The US Food and Drug Administration (FDA) has approved the first software to semiautomate anesthesia delivery during surgery. The software, End-tidal (Et) Control, works with General Electric’s (GE’s) Aisys CS2 Anesthesia Delivery System and allows anesthesia providers to preset the desired end-tidal concentrations of oxygen and anesthetic agent. Once these target levels are set, the system can make adjustments to reach and maintain them throughout surgery.
The premarket approval was announced Monday, April 4, by GE Healthcare.
“A technology that gives us end-tidal control allows us to set the desired end-tidal concentration of anesthetic and oxygen and have the machine make all of the adjustments to get our patient to exactly that level of anesthesia,” said James H. Philip, MD, a senior consultant anesthesiologist and the director of the Anesthesia Clinical Biomedical Engineering Laboratory at Brigham and Women’s Hospital in Boston, in an interview with Medscape Medical News. While he is not currently affiliated with GE Healthcare, he served as a paid consultant for the company from April 2020 to December 2021 to educate on inhalation anesthesia kinetics, he noted.
Controlling anesthesia levels “has always been done by hand while trying to take care of the patient’s other needs, which are often many. This technical detail now can be done with an anesthesia machine that has end-tidal control software,” he said.
In addition to assisting anesthesia providers, the end-tidal control is more efficient, Philip said, and can help reduce drug waste. When manually adjusting fresh gas flow and vaporizer settings, a high flow of carrier gas goes through the vaporizer, he explained. A lot of the gas ends up going out the APL or pop-off valve, which wastes anesthetic. The semiautomated system is programmed to keep the fresh gas flow as low as possible while also reaching the end-tidal concentration, which ultimately results in less anesthetic being used.

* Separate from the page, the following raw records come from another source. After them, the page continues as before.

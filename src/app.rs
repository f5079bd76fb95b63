//! Application wiring.
//!
//! Turns a [`Config`] into collaborators, a chunk producer and a pipeline,
//! and runs the CLI's job-oriented commands on top of them.

#[cfg(feature = "http")]
use crate::collaborators::http::{GpuServiceClient, HttpResponder, HttpTranscriber};
use crate::collaborators::mock::{MockRenderer, MockResponder, MockSynthesizer, MockTranscriber};
use crate::collaborators::{Renderer, Responder, Synthesizer, Transcriber};
use crate::config::{AssetsConfig, Config, LogConfig};
use crate::error::{LipstreamError, Result};
use crate::ipc::client::submit_job;
use crate::ipc::protocol::{JobRequest, WireEvent};
use crate::ipc::server::JobServer;
use crate::job::{AssetResolver, ConversationJob};
use crate::output::{TerminalSink, render_event};
use crate::pipeline::events::{Emitter, Sequencer};
use crate::pipeline::orchestrator::{JobOutcome, Pipeline, PipelineConfig};
use crate::pipeline::sink::{EventSink, NdjsonSink};
use crate::producer::ChunkProducer;
use crate::readiness::ReadinessVerifier;
use crate::segmenter::{Segmenter, SegmenterConfig, TextChunk};
use serde::Serialize;
use std::path::{Path, PathBuf};
use std::sync::Arc;
use tracing_subscriber::{EnvFilter, Layer, layer::SubscriberExt, util::SubscriberInitExt};

/// Initialise `tracing` once for the process.
///
/// `RUST_LOG` wins over everything; otherwise `-v`/`-vv` raise the configured
/// level to debug/trace. Logs go to stderr so `--json` event output on stdout
/// stays clean.
pub fn init_logging(config: &LogConfig, verbose: u8) {
    let level = match verbose {
        0 => config.level.as_str(),
        1 => "debug",
        _ => "trace",
    };
    let env_filter = EnvFilter::try_from_default_env()
        .unwrap_or_else(|_| format!("warn,lipstream={}", level).into());

    let fmt_layer = if config.json {
        tracing_subscriber::fmt::layer()
            .json()
            .with_writer(std::io::stderr)
            .boxed()
    } else {
        tracing_subscriber::fmt::layer()
            .with_writer(std::io::stderr)
            .with_target(false)
            .boxed()
    };

    if let Err(e) = tracing_subscriber::registry()
        .with(env_filter)
        .with(fmt_layer)
        .try_init()
    {
        eprintln!("Logging already initialised: {}", e);
    }
}

/// The four external capabilities a pipeline needs.
pub struct Collaborators {
    pub transcriber: Arc<dyn Transcriber>,
    pub responder: Option<Arc<dyn Responder>>,
    pub synthesizer: Arc<dyn Synthesizer>,
    pub renderer: Arc<dyn Renderer>,
}

impl Collaborators {
    /// In-process stand-ins writing placeholder files to the output directory.
    pub fn mock(config: &Config) -> Self {
        let output_dir = &config.assets.output_dir;
        Self {
            transcriber: Arc::new(MockTranscriber::new()),
            responder: Some(Arc::new(MockResponder::new())),
            synthesizer: Arc::new(MockSynthesizer::new(output_dir)),
            renderer: Arc::new(MockRenderer::new(output_dir)),
        }
    }

    /// Clients for the configured services. Without an LLM URL the pipeline
    /// runs in echo mode.
    #[cfg(feature = "http")]
    pub fn from_services(config: &Config) -> Result<Self> {
        let services = &config.services;
        let timeout = services.request_timeout();
        let gpu = GpuServiceClient::new(&services.gpu_service_url, timeout)?;
        let responder = match &services.llm_url {
            Some(url) => Some(Arc::new(HttpResponder::new(url, timeout)?) as Arc<dyn Responder>),
            None => {
                tracing::warn!("no LLM URL configured; responses will echo the transcript");
                None
            }
        };
        Ok(Self {
            transcriber: Arc::new(HttpTranscriber::new(services.asr_url(), timeout)?),
            responder,
            synthesizer: Arc::new(gpu.clone()),
            renderer: Arc::new(gpu),
        })
    }

    #[cfg(not(feature = "http"))]
    pub fn from_services(_config: &Config) -> Result<Self> {
        Err(LipstreamError::Other(
            "built without the `http` feature; only --dry-run is available".to_string(),
        ))
    }
}

/// Build a pipeline from configuration.
pub fn build_pipeline(config: &Config, dry_run: bool) -> Result<Pipeline> {
    let collaborators = if dry_run {
        std::fs::create_dir_all(&config.assets.output_dir)?;
        Collaborators::mock(config)
    } else {
        Collaborators::from_services(config)?
    };
    Ok(assemble(config, collaborators))
}

/// Wire collaborators into a pipeline sharing one chunk producer.
pub fn assemble(config: &Config, collaborators: Collaborators) -> Pipeline {
    let producer = ChunkProducer::new(
        collaborators.synthesizer,
        collaborators.renderer,
        ReadinessVerifier::new(config.readiness.clone()),
    );
    let pipeline = Pipeline::new(
        collaborators.transcriber,
        Arc::new(producer),
        AssetResolver::new(&config.assets),
        PipelineConfig {
            segmenter: config.segmenter.clone(),
            media_url_prefix: config.server.media_url_prefix.clone(),
        },
    );
    match collaborators.responder {
        Some(responder) => pipeline.with_responder(responder),
        None => pipeline,
    }
}

/// Options for a single job coming from the command line.
#[derive(Debug, Clone, Default)]
pub struct JobOptions {
    pub audio: PathBuf,
    pub language: Option<String>,
    pub history_file: Option<PathBuf>,
    pub reference_image: Option<String>,
    pub voice_sample: Option<String>,
    pub json: bool,
}

impl JobOptions {
    fn request(&self) -> Result<JobRequest> {
        let mut request = JobRequest::new(&self.audio);
        request.language = self.language.clone();
        request.reference_image = self.reference_image.clone();
        request.voice_sample = self.voice_sample.clone();
        if let Some(path) = &self.history_file {
            request.history = read_history(path)?;
        }
        Ok(request)
    }
}

/// Read a history file. Unreadable files are an error; contents that are not
/// JSON are ignored with a warning, like any other malformed history.
fn read_history(path: &Path) -> Result<serde_json::Value> {
    let contents = std::fs::read_to_string(path).map_err(|e| LipstreamError::InvalidRequest {
        message: format!("cannot read history file {}: {}", path.display(), e),
    })?;
    match serde_json::from_str(&contents) {
        Ok(value) => Ok(value),
        Err(e) => {
            tracing::warn!(path = %path.display(), error = %e, "history file is not JSON; ignoring");
            Ok(serde_json::Value::Null)
        }
    }
}

/// Run one job in this process, printing its events.
pub async fn run_job_command(
    config: &Config,
    options: &JobOptions,
    dry_run: bool,
    quiet: bool,
) -> Result<JobOutcome> {
    let pipeline = build_pipeline(config, dry_run)?;
    let job: ConversationJob = options
        .request()?
        .into_job(&config.server.default_language);

    let sink: Box<dyn EventSink> = if options.json {
        Box::new(NdjsonSink::new(tokio::io::stdout()))
    } else {
        Box::new(TerminalSink::new(quiet))
    };
    let mut emitter = Emitter::new(Arc::new(Sequencer::new()), sink);
    Ok(pipeline.run(job, &mut emitter).await)
}

/// Serve jobs on a Unix socket until Ctrl-C.
pub async fn run_serve_command(
    config: &Config,
    socket: Option<PathBuf>,
    dry_run: bool,
) -> Result<()> {
    let socket_path = socket
        .or_else(|| config.server.socket_path.clone())
        .unwrap_or_else(JobServer::default_socket_path);
    let pipeline = Arc::new(build_pipeline(config, dry_run)?);
    let server = JobServer::new(
        socket_path,
        pipeline,
        Arc::new(Sequencer::new()),
        config.server.default_language.clone(),
    );

    tokio::select! {
        result = server.start() => result,
        _ = tokio::signal::ctrl_c() => {
            tracing::info!("interrupted, shutting down");
            server.stop().await
        }
    }
}

/// Send a job to a running server and print its events.
///
/// Returns the events received; the last one tells whether the job succeeded.
pub async fn run_submit_command(
    config: &Config,
    options: &JobOptions,
    socket: Option<PathBuf>,
    quiet: bool,
) -> Result<Vec<WireEvent>> {
    let socket_path = socket
        .or_else(|| config.server.socket_path.clone())
        .unwrap_or_else(JobServer::default_socket_path);
    let request = options.request()?;
    let json = options.json;

    submit_job(&socket_path, &request, |event| {
        if json {
            match event.to_json() {
                Ok(line) => println!("{}", line),
                Err(e) => tracing::warn!(error = %e, "cannot print event"),
            }
        } else if !quiet || event.is_terminal() {
            render_event(event);
        }
    })
    .await
}

/// Reference images and voice samples a job can name.
#[derive(Debug, Clone, PartialEq, Eq, Serialize)]
pub struct AssetListing {
    pub images: Vec<String>,
    pub samples: Vec<String>,
}

impl AssetListing {
    pub fn to_json(&self) -> Result<String> {
        serde_json::to_string_pretty(self).map_err(|e| LipstreamError::Other(e.to_string()))
    }
}

pub fn list_assets(config: &AssetsConfig) -> Result<AssetListing> {
    let resolver = AssetResolver::new(config);
    let images = resolver.list_images().map_err(|e| LipstreamError::ConfigInvalidValue {
        key: "assets.images_dir".to_string(),
        message: format!("cannot list {}: {}", config.images_dir.display(), e),
    })?;
    Ok(AssetListing {
        images,
        samples: resolver.list_voice_samples()?,
    })
}

/// Split `text` the way the pipeline would.
///
/// `--target` alone also caps the first chunk at the same size.
pub fn plan_segments(
    config: &SegmenterConfig,
    text: &str,
    target: Option<usize>,
    ceiling: Option<usize>,
) -> Result<Vec<TextChunk>> {
    let target_chars = target.unwrap_or(config.target_chars);
    let buffer_ceiling_chars = match (target, ceiling) {
        (_, Some(ceiling)) => ceiling,
        (Some(target), None) => target,
        (None, None) => config.buffer_ceiling_chars,
    };
    let segmenter_config = SegmenterConfig {
        target_chars,
        buffer_ceiling_chars,
        min_words: config.min_words,
    };
    if target_chars == 0 || buffer_ceiling_chars < target_chars {
        return Err(LipstreamError::ConfigInvalidValue {
            key: "segmenter".to_string(),
            message: format!(
                "ceiling ({}) must be at least target ({}) and target must be positive",
                buffer_ceiling_chars, target_chars
            ),
        });
    }
    Ok(Segmenter::new(segmenter_config).segment(text))
}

This translates to savings for hospitals — because less anesthetic is being used per operation — and reduces the amount of greenhouse gas emissions. (Inhaled anesthetics are potent greenhouse gases, and wasted anesthetic is released into the environment.)
One 2013 analysis of over 3600 cases involving the use of general anesthesia found that use of automated control of end-tidal gases reduced costs by 27% and reduced greenhouse gas emissions by 44%.
“We within anesthesia and respiratory care at GE are very focused on bringing physicians the tools they need to drive the best possible outcome and to do it at the lowest cost,” said Eric Ruedinger, the general manager of anesthesia and respiratory care at GE Healthcare, in an interview with Medscape. As well as being efficient, the system allows anesthesia providers to spend more time focusing on the patient and the surgical environment, “rather than having to dedicate their time to dials and settings,” he added.
The approval was supported by data from a US multicenter clinical trial that included 208 patients aged 18 years and older. The study took place between June 2017 and July 2018. The end-tidal control feature was found to be noninferior to traditional anesthesia gas delivery methods in effectiveness and safety.
In an interview with Medscape, GE did not share the estimated cost of this software, but Philips noted that the addition of this software to the GE Aisys CS2 Anesthesia Delivery System “is not a large fraction of the cost of the machine itself, and the acquisition cost would be offset by savings on anesthetic waste.”
The Aisys CS2 Anesthesia Delivery System with end-tidal control is expected to be available for purchase within the next few months “as we get into the summer months and rolling into fall,” Ruedinger said.
Philip previously served as a consultant for GE, for which he provided education on inhalation anesthesia kinetics.